Small children and infants are much more sensitive than adults to extreme heat. Heat exhaustion can occur at temperatures above 90 degrees and heat stroke can occur when temperatures rise above 105 degrees. When the outside temperature is 93 degrees Fahrenheit, the temperature inside a car can reach 125 degrees in just 20 minutes, and 140 degrees in 40 minutes even if a window is cracked open. A car parked in direct sunlight can reach 131 to 172 degrees in only 15 minutes. When a child is enclosed in a hot car, the child loses body fluids and salts through sweating, causing heat exhaustion. If not treated immediately, heat exhaustion can lead to heat stroke. A child suffering heat stroke can no longer sweat. The body temperature rises to deadly levels leading to severe damage to the brain, liver, kidneys, or even death.
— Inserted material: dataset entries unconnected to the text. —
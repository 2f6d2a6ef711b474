//! Gate-level trace recording.
//!
//! [`TracingGates`] wraps another gate set and records every evaluation in
//! order, so a computation can be replayed gate by gate. One full-adder stage
//! records five events (XOR, XOR, AND, AND, OR); a 4-bit ADD records twenty.
//!
//! ```
//! use alu4::gate::{Gate, TracingGates};
//! use alu4::{Alu, Instruction, Register};
//!
//! let alu = Alu::with_gates(TracingGates::scalar());
//! let a = Register::from_value(3).unwrap();
//! let b = Register::from_value(4).unwrap();
//! alu.execute(Instruction::Add(a, b));
//!
//! let trace = alu.gates().take_trace();
//! assert_eq!(trace.len(), 20);
//! assert_eq!(trace.count(Gate::Xor), 8);
//! ```

use super::bit::Bit;
use super::primitives::{Gate, GatePrimitives, ScalarGates};
use core::cell::RefCell;
use core::fmt;

/// One recorded gate evaluation.
#[derive(Debug, Clone, Copy, PartialEq, Eq, Hash)]
#[cfg_attr(feature = "serde", derive(serde::Serialize))]
pub struct GateEvent {
    /// Which gate fired.
    pub gate: Gate,
    /// First (or only) input.
    pub a: Bit,
    /// Second input; `None` for NOT.
    pub b: Option<Bit>,
    /// Gate output.
    pub output: Bit,
}

impl fmt::Display for GateEvent {
    fn fmt(&self, f: &mut fmt::Formatter<'_>) -> fmt::Result {
        match self.b {
            Some(b) => write!(f, "{:<3} {} {} -> {}", self.gate, self.a, b, self.output),
            None => write!(f, "{:<3} {}   -> {}", self.gate, self.a, self.output),
        }
    }
}

/// An ordered record of gate evaluations.
#[derive(Debug, Clone, Default, PartialEq, Eq)]
#[cfg_attr(feature = "serde", derive(serde::Serialize))]
#[cfg_attr(feature = "serde", serde(transparent))]
pub struct GateTrace {
    events: Vec<GateEvent>,
}

impl GateTrace {
    /// Number of recorded evaluations.
    #[must_use]
    pub fn len(&self) -> usize {
        self.events.len()
    }

    /// Returns `true` if nothing was recorded.
    #[must_use]
    pub fn is_empty(&self) -> bool {
        self.events.is_empty()
    }

    /// Number of evaluations of one gate kind.
    #[must_use]
    pub fn count(&self, gate: Gate) -> usize {
        self.events.iter().filter(|e| e.gate == gate).count()
    }

    /// The recorded events, in evaluation order.
    #[must_use]
    pub fn events(&self) -> &[GateEvent] {
        &self.events
    }
}

impl fmt::Display for GateTrace {
    fn fmt(&self, f: &mut fmt::Formatter<'_>) -> fmt::Result {
        for (i, event) in self.events.iter().enumerate() {
            writeln!(f, "{:>3}: {}", i, event)?;
        }
        write!(f, "{} gates (", self.len())?;
        for (i, gate) in Gate::ALL.into_iter().enumerate() {
            if i > 0 {
                f.write_str(", ")?;
            }
            write!(f, "{} {}", gate, self.count(gate))?;
        }
        f.write_str(")")
    }
}

/// Gate set that records every evaluation of an inner gate set.
///
/// Uses interior mutability, so it is not `Sync`; keep one per computation.
#[derive(Debug, Default)]
pub struct TracingGates<G = ScalarGates> {
    inner: G,
    events: RefCell<Vec<GateEvent>>,
}

impl TracingGates {
    /// Records evaluations of [`ScalarGates`].
    pub fn scalar() -> Self {
        Self::new(ScalarGates)
    }
}

impl<G: GatePrimitives> TracingGates<G> {
    /// Wraps `inner` with an empty trace.
    pub fn new(inner: G) -> Self {
        Self {
            inner,
            events: RefCell::new(Vec::new()),
        }
    }

    /// Removes and returns everything recorded so far.
    pub fn take_trace(&self) -> GateTrace {
        GateTrace {
            events: self.events.take(),
        }
    }

    /// Consumes the recorder and returns its trace.
    pub fn into_trace(self) -> GateTrace {
        GateTrace {
            events: self.events.into_inner(),
        }
    }

    fn record(&self, gate: Gate, a: Bit, b: Option<Bit>, output: Bit) -> Bit {
        self.events.borrow_mut().push(GateEvent { gate, a, b, output });
        output
    }
}

impl<G: GatePrimitives> GatePrimitives for TracingGates<G> {
    fn and(&self, a: Bit, b: Bit) -> Bit {
        self.record(Gate::And, a, Some(b), self.inner.and(a, b))
    }

    fn or(&self, a: Bit, b: Bit) -> Bit {
        self.record(Gate::Or, a, Some(b), self.inner.or(a, b))
    }

    fn xor(&self, a: Bit, b: Bit) -> Bit {
        self.record(Gate::Xor, a, Some(b), self.inner.xor(a, b))
    }

    fn not(&self, a: Bit) -> Bit {
        self.record(Gate::Not, a, None, self.inner.not(a))
    }
}
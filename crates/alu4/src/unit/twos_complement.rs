//! Two's-complement decoder.
//!
//! Negation is expressed with the other units only:
//!
//! ```text
//! negate(r) = add(not(r), 0001)
//! ```
//!
//! The decoder works on its own copy of the register. The caller keeps the
//! unsigned sum for the hex digit and uses the negated magnitude only for the
//! signed decimal.

use super::bitwise::BitwiseUnit;
use super::ripple_carry::RippleCarryAdder;
use crate::gate::GatePrimitives;
use crate::register::Register;

/// Two's-complement decoder.
pub struct TwosComplement;

impl TwosComplement {
    /// `NOT(r) + 1` modulo 16.
    ///
    /// `negate(1000)` is `1000` again; the magnitude of -8 does not fit in a
    /// signed 4-bit register but reads correctly as unsigned 8.
    pub fn negate<G>(gates: &G, r: Register) -> Register
    where
        G: GatePrimitives + ?Sized,
    {
        let inverted = BitwiseUnit::not(gates, r);
        RippleCarryAdder::add(gates, inverted, Register::ONE)
    }

    /// Signed value of `r`, in `-8..=7`.
    ///
    /// Runs the negation circuit only when the sign bit is set.
    ///
    /// # Example
    ///
    /// ```
    /// use alu4::gate::ScalarGates;
    /// use alu4::unit::TwosComplement;
    /// use alu4::Register;
    ///
    /// let r = Register::from_value(0xA).unwrap();
    /// assert_eq!(TwosComplement::signed_value(&ScalarGates, r), -6);
    /// ```
    pub fn signed_value<G>(gates: &G, r: Register) -> i8
    where
        G: GatePrimitives + ?Sized,
    {
        if r.sign_bit().is_set() {
            let magnitude = Self::negate(gates, r);
            tracing::debug!(%r, %magnitude, "sign bit set, decoded magnitude");
            -(magnitude.value() as i8)
        } else {
            r.value() as i8
        }
    }
}
//! Property-based tests for gates and units.
//!
//! Uses proptest to verify the algebraic identities of the gate-level
//! circuits. Raw inputs are deliberately left un-normalized.

use alu4::gate::{Bit, GatePrimitives, ScalarGates};
use alu4::register::{binary_to_decimal, decimal_to_binary, hex_char_to_value, hex_digit};
use alu4::unit::{BitwiseUnit, RippleCarryAdder, TwosComplement};
use alu4::Register;
use proptest::prelude::*;

fn reg(n: u8) -> Register {
    Register::from_value(n).unwrap()
}

// =============================================================================
// Gate Properties
// =============================================================================

proptest! {
    /// Every gate depends on bit 0 of its inputs only
    #[test]
    fn prop_gates_mask_raw_inputs(x: u8, y: u8) {
        let g = ScalarGates;
        let (a, b) = (Bit::new(x), Bit::new(y));
        let (lx, ly) = (x & 1 == 1, y & 1 == 1);

        prop_assert_eq!(g.and(a, b).is_set(), lx && ly);
        prop_assert_eq!(g.or(a, b).is_set(), lx || ly);
        prop_assert_eq!(g.xor(a, b).is_set(), lx != ly);
        prop_assert_eq!(g.not(a).is_set(), !lx);
    }

    /// Gate outputs are always 0 or 1
    #[test]
    fn prop_gate_outputs_normalized(x: u8, y: u8) {
        let g = ScalarGates;
        let (a, b) = (Bit::new(x), Bit::new(y));
        for out in [g.and(a, b), g.or(a, b), g.xor(a, b), g.not(a)] {
            prop_assert!(out.value() <= 1);
        }
    }

    /// De Morgan: NOT(AND(a, b)) = OR(NOT(a), NOT(b))
    #[test]
    fn prop_de_morgan(x: u8, y: u8) {
        let g = ScalarGates;
        let (a, b) = (Bit::new(x), Bit::new(y));
        prop_assert_eq!(g.nand(a, b), g.or(g.not(a), g.not(b)));
        prop_assert_eq!(g.nor(a, b), g.and(g.not(a), g.not(b)));
    }
}

// =============================================================================
// Codec Properties
// =============================================================================

proptest! {
    /// binary_to_decimal(decimal_to_binary(n)) = n
    #[test]
    fn prop_register_roundtrip(n in 0u32..16) {
        let r = decimal_to_binary(n).unwrap();
        prop_assert_eq!(binary_to_decimal(r) as u32, n);
    }

    /// hex_char_to_value(hex_digit(n)) = n
    #[test]
    fn prop_hex_roundtrip(n in 0u8..16) {
        prop_assert_eq!(hex_char_to_value(hex_digit(n).unwrap()).unwrap(), n);
    }

    /// Values that do not fit in 4 bits are rejected, never masked
    #[test]
    fn prop_out_of_range_rejected(n in 16u32..) {
        prop_assert!(decimal_to_binary(n).is_err());
    }
}

// =============================================================================
// Unit Properties
// =============================================================================

proptest! {
    /// add(a, b) = (a + b) mod 16
    #[test]
    fn prop_add_mod_16(a in 0u8..16, b in 0u8..16) {
        let sum = RippleCarryAdder::add(&ScalarGates, reg(a), reg(b));
        prop_assert_eq!(sum.value(), (a + b) % 16);
    }

    /// add(a, b) = add(b, a)
    #[test]
    fn prop_add_commutative(a in 0u8..16, b in 0u8..16) {
        let g = ScalarGates;
        prop_assert_eq!(
            RippleCarryAdder::add(&g, reg(a), reg(b)),
            RippleCarryAdder::add(&g, reg(b), reg(a))
        );
    }

    /// add(a, negate(a)) = 0
    #[test]
    fn prop_add_inverse(a in 0u8..16) {
        let g = ScalarGates;
        let neg = TwosComplement::negate(&g, reg(a));
        prop_assert_eq!(RippleCarryAdder::add(&g, reg(a), neg), Register::ZERO);
    }

    /// bitwise AND matches a & b
    #[test]
    fn prop_and_matches_native(a in 0u8..16, b in 0u8..16) {
        prop_assert_eq!(BitwiseUnit::and(&ScalarGates, reg(a), reg(b)).value(), a & b);
    }

    /// bitwise NOT is 15 - a
    #[test]
    fn prop_not_is_complement(a in 0u8..16) {
        prop_assert_eq!(BitwiseUnit::not(&ScalarGates, reg(a)).value(), 15 - a);
    }

    /// signed_value agrees with native i8 reinterpretation of the low nibble
    #[test]
    fn prop_signed_value(a in 0u8..16) {
        let expected = ((a << 4) as i8) >> 4;
        prop_assert_eq!(TwosComplement::signed_value(&ScalarGates, reg(a)), expected);
    }
}
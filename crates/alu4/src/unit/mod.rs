//! ALU units composed from gate primitives.
//!
//! - [`RippleCarryAdder`]: 4-bit addition, final carry dropped
//! - [`BitwiseUnit`]: element-wise AND and NOT
//! - [`TwosComplement`]: negation and signed decoding
//!
//! Every unit is a stateless namespace whose functions take the gate set as
//! their first argument.

pub mod bitwise;
pub mod ripple_carry;
pub mod twos_complement;

pub use bitwise::BitwiseUnit;
pub use ripple_carry::RippleCarryAdder;
pub use twos_complement::TwosComplement;
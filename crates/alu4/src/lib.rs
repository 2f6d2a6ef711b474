//! alu4 - a 4-bit ALU simulated at gate level
//!
//! Every operation is composed from four gate primitives (AND, OR, XOR, NOT)
//! acting on single bits. The ALU holds 4-bit registers and performs one of
//! three operations:
//!
//! | Operation | Unit | Decimal shown |
//! |-----------|------|---------------|
//! | ADD | ripple-carry adder | signed (two's complement) |
//! | AND | bitwise AND | unsigned |
//! | NOT | bitwise NOT | none |
//!
//! # Overflow Policy
//!
//! The adder drops its final carry. Sums are exact modulo 16 and no overflow
//! is reported.
//!
//! # Example
//!
//! ```
//! use alu4::{Alu, Instruction, Register};
//!
//! let alu = Alu::new();
//! let a = Register::from_value(0xC).unwrap();
//! let b = Register::from_value(0xA).unwrap();
//!
//! assert_eq!(alu.execute(Instruction::And(a, b)).to_string(), "-> 0x8 = 8");
//! assert_eq!(alu.execute(Instruction::Add(a, b)).to_string(), "-> 0x6 = 6");
//! ```
//!
//! # Example: Command-line Contract
//!
//! ```
//! use alu4::invocation;
//!
//! let out = invocation::run(&["-a", "0x9", "0x1"]).unwrap();
//! assert_eq!(out.to_string(), "-> 0xA = -6");
//! ```
//!
//! # Design Principles
//!
//! - **Gates only**: units never use native integer arithmetic on bits
//! - **Value registers**: `Register` is `Copy`; no unit mutates its input
//! - **Swappable gates**: units are generic over [`gate::GatePrimitives`]

#![deny(missing_docs, clippy::missing_errors_doc)]

// Single-bit gates and the trace recorder
pub mod gate;

// 4-bit registers and the hex/binary codec
pub mod register;

// Adder, bitwise and two's-complement units
pub mod unit;

// Opcode decoding and instructions
pub mod opcode;

// Dispatch and output formatting
mod alu;

// Command-line contract
pub mod invocation;

mod error;

pub use alu::{Alu, Outcome};
pub use error::{AluError, Result};
pub use gate::{Bit, Gate, GatePrimitives, ScalarGates, TracingGates};
pub use opcode::{Instruction, Opcode};
pub use register::{Register, REG_SIZE};

/// Prelude module for convenient imports.
///
/// ```
/// use alu4::prelude::*;
/// ```
pub mod prelude {
    pub use crate::alu::{Alu, Outcome};
    pub use crate::error::{AluError, Result};
    pub use crate::gate::{Bit, Gate, GatePrimitives, GateTrace, ScalarGates, TracingGates};
    pub use crate::opcode::{Instruction, Opcode};
    pub use crate::register::{
        binary_to_decimal, decimal_to_binary, hex_char_to_value, hex_digit, Register,
    };
    pub use crate::unit::{BitwiseUnit, RippleCarryAdder, TwosComplement};
}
Many reported child deaths involve children who crawled into unlocked cars during play and then died in the sweltering heat. Once a child gets into a vehicle, they often lack the developmental skills to get themselves out again.
Another hazard involves vehicle trunks. As more and more cars come equipped with remote trunk releases, trunk openers on key chains, and access to the trunk through fold down seats, it becomes easier for children to gain access. Often unintentional entrapment is the result. Car trunks can provide the deadly combination of high temperature, high humidity, and poor ventilation.
Use these tips to help prevent accidents involving children in and around vehicles. Keep vehicles locked at all times, even in the garage or driveway, and do not leave your car keys within reach or sight of children. Teach children not to play in or around vehicles. Always make sure that all child passengers have left the car after it is parked. Never leave children unattended in a vehicle, even to run a quick errand. Teach children how to unlock a vehicle’s door locks in case they unintentionally become trapped inside a vehicle. Keep rear, fold-down seats closed to help prevent children from getting into the trunk from inside the car. If a child is missing, be sure to check all vehicles and car trunks immediately.
If you see young children in a car unattended, try to find the parents immediately or call a law enforcement agency for help. Taking immediate action could save a child from serious harm or even death.